Each record must be printed exactly as given.

Provided records:
====================

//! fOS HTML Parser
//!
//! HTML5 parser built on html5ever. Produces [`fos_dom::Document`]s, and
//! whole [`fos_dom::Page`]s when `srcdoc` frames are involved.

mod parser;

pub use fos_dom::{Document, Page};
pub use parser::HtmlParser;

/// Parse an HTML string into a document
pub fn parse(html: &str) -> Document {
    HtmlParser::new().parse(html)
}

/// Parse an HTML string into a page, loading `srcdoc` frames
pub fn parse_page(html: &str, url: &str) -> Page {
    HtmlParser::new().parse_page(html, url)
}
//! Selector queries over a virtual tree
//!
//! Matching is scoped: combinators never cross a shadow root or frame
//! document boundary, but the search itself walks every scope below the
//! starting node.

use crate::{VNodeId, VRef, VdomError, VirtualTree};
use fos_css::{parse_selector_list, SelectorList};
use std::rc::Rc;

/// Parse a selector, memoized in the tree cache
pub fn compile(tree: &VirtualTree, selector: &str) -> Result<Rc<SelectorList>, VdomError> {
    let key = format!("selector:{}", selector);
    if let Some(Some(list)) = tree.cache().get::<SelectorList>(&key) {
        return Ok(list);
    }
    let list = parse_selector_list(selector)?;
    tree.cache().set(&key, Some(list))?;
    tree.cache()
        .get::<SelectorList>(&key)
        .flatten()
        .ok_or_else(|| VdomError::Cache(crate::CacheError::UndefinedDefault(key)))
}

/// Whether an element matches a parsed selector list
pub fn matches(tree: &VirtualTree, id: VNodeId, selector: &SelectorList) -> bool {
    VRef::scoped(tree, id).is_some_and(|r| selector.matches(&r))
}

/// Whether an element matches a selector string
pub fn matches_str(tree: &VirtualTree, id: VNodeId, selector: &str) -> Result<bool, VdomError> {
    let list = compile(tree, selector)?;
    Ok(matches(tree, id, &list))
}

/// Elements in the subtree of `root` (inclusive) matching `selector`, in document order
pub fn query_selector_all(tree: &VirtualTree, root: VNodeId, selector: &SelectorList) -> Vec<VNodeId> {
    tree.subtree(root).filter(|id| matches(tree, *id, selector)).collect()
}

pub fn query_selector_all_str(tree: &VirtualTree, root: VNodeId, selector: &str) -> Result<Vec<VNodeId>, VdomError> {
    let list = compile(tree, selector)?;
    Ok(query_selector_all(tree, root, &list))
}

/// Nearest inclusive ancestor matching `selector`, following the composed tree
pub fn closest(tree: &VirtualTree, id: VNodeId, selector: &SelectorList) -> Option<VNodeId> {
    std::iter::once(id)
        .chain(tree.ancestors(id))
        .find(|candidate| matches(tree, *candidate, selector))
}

====================

Task result:
//! fOS HTML Parser
//!
//! HTML5 parser built on html5ever. Produces [`fos_dom::Document`]s, and
//! whole [`fos_dom::Page`]s when `srcdoc` frames are involved.

mod parser;

pub use fos_dom::{Document, Page};
pub use parser::HtmlParser;

/// Parse an HTML string into a document
pub fn parse(html: &str) -> Document {
    HtmlParser::new().parse(html)
}

/// Parse an HTML string into a page, loading `srcdoc` frames
pub fn parse_page(html: &str, url: &str) -> Page {
    HtmlParser::new().parse_page(html, url)
}
//! Selector queries over a virtual tree
//!
//! Matching is scoped: combinators never cross a shadow root or frame
//! document boundary, but the search itself walks every scope below the
//! starting node.

use crate::{VNodeId, VRef, VdomError, VirtualTree};
use fos_css::{parse_selector_list, SelectorList};
use std::rc::Rc;

/// Parse a selector, memoized in the tree cache
pub fn compile(tree: &VirtualTree, selector: &str) -> Result<Rc<SelectorList>, VdomError> {
    let key = format!("selector:{}", selector);
    if let Some(Some(list)) = tree.cache().get::<SelectorList>(&key) {
        return Ok(list);
    }
    let list = parse_selector_list(selector)?;
    tree.cache().set(&key, Some(list))?;
    tree.cache()
        .get::<SelectorList>(&key)
        .flatten()
        .ok_or_else(|| VdomError::Cache(crate::CacheError::UndefinedDefault(key)))
}

/// Whether an element matches a parsed selector list
pub fn matches(tree: &VirtualTree, id: VNodeId, selector: &SelectorList) -> bool {
    VRef::scoped(tree, id).is_some_and(|r| selector.matches(&r))
}

/// Whether an element matches a selector string
pub fn matches_str(tree: &VirtualTree, id: VNodeId, selector: &str) -> Result<bool, VdomError> {
    let list = compile(tree, selector)?;
    Ok(matches(tree, id, &list))
}

/// Elements in the subtree of `root` (inclusive) matching `selector`, in document order
pub fn query_selector_all(tree: &VirtualTree, root: VNodeId, selector: &SelectorList) -> Vec<VNodeId> {
    tree.subtree(root).filter(|id| matches(tree, *id, selector)).collect()
}

pub fn query_selector_all_str(tree: &VirtualTree, root: VNodeId, selector: &str) -> Result<Vec<VNodeId>, VdomError> {
    let list = compile(tree, selector)?;
    Ok(query_selector_all(tree, root, &list))
}

/// Nearest inclusive ancestor matching `selector`, following the composed tree
pub fn closest(tree: &VirtualTree, id: VNodeId, selector: &SelectorList) -> Option<VNodeId> {
    std::iter::once(id)
        .chain(tree.ancestors(id))
        .find(|candidate| matches(tree, *candidate, selector))
}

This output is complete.